Data provided
------------------------------------------------

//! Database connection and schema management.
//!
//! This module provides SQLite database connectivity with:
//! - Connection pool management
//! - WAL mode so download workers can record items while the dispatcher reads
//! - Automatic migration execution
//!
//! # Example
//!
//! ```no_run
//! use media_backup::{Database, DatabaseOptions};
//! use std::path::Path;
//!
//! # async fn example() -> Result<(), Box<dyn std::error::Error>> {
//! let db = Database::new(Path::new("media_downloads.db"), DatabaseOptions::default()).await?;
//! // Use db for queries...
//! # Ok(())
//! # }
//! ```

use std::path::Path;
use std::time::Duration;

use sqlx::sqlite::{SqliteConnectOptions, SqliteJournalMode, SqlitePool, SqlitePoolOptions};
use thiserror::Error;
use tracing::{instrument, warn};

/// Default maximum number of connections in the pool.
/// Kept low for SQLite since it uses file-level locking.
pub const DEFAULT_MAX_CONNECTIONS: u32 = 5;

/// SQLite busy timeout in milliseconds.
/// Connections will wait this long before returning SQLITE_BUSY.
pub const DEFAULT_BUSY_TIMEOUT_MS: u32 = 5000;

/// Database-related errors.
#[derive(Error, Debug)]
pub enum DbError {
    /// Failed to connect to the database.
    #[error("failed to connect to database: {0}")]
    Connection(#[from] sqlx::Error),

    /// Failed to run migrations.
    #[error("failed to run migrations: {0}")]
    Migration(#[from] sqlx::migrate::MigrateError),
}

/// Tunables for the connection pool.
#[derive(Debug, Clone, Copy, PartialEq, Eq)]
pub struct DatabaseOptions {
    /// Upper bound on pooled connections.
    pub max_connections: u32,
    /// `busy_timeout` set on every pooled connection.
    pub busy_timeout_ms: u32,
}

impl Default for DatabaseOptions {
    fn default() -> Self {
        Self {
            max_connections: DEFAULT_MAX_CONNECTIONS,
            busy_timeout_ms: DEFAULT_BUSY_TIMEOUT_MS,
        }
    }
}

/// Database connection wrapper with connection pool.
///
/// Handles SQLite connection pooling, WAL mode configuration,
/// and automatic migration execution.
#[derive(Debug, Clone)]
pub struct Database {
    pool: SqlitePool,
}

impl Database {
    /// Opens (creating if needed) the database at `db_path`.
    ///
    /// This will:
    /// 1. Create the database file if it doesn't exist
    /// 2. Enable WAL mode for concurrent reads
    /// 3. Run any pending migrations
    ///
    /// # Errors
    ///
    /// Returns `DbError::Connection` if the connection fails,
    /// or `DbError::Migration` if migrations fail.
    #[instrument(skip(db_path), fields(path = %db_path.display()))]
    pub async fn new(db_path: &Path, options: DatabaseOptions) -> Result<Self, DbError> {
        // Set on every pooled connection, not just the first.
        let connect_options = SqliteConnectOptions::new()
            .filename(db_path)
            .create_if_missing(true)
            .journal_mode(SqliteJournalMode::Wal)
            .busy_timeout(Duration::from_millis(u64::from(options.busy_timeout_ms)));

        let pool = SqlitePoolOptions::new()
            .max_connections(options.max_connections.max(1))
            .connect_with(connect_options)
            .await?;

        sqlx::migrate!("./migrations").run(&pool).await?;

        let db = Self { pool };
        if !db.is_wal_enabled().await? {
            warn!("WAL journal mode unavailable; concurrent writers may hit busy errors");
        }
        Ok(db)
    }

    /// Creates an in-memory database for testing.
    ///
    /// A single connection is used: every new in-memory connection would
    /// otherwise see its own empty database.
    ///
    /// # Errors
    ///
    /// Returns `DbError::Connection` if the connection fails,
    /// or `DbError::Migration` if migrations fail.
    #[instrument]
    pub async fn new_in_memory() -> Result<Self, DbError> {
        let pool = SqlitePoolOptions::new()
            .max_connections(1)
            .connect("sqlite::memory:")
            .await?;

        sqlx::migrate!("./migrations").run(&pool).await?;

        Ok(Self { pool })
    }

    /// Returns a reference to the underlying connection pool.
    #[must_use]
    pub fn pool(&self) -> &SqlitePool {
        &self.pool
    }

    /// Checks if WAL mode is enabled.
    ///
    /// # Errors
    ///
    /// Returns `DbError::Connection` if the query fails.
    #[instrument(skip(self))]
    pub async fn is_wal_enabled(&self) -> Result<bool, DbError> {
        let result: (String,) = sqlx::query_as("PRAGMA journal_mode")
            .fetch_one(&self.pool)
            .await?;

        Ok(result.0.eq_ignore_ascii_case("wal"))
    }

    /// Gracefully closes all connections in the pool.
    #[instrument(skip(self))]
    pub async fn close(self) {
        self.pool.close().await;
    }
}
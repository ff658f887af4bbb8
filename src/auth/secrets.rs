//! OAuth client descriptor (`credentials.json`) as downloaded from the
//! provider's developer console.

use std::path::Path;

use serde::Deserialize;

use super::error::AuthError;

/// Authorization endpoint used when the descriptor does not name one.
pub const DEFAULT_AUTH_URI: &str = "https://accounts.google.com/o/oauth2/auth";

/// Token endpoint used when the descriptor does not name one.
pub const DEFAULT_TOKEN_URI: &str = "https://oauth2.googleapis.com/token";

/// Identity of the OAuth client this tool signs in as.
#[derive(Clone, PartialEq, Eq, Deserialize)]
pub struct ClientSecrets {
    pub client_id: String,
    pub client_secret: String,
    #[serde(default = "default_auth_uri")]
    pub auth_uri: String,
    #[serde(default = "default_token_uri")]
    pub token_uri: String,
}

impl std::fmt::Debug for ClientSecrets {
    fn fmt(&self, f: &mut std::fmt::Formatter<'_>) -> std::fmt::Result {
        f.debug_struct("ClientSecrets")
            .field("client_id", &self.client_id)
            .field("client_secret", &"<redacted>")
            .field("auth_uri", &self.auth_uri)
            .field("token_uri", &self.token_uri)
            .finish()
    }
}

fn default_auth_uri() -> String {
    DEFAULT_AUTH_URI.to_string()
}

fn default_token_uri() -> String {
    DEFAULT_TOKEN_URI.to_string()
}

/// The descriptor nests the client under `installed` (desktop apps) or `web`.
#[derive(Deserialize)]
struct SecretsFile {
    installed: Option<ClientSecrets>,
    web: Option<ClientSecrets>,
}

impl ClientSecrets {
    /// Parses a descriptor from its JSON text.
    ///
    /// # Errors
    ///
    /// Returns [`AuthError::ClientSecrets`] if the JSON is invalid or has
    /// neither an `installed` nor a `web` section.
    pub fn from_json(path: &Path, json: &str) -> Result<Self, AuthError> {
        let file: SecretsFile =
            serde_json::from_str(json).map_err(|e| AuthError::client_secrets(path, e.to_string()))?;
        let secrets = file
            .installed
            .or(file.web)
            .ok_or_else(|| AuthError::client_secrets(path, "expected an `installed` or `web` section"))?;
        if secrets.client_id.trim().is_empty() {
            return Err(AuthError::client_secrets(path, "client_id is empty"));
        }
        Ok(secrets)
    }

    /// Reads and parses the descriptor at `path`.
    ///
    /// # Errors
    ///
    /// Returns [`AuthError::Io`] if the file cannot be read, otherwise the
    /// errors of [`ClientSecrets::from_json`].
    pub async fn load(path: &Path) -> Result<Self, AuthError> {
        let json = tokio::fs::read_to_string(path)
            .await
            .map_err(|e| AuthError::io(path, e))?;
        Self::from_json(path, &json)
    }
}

------------------------------------------------

Your task
If a line of the material contains the word "DatabaseOptions", pick it out and copy it.

Exercise response
//! use media_backup::{Database, DatabaseOptions};
//! let db = Database::new(Path::new("media_downloads.db"), DatabaseOptions::default()).await?;
pub struct DatabaseOptions {
impl Default for DatabaseOptions {
    pub async fn new(db_path: &Path, options: DatabaseOptions) -> Result<Self, DbError> {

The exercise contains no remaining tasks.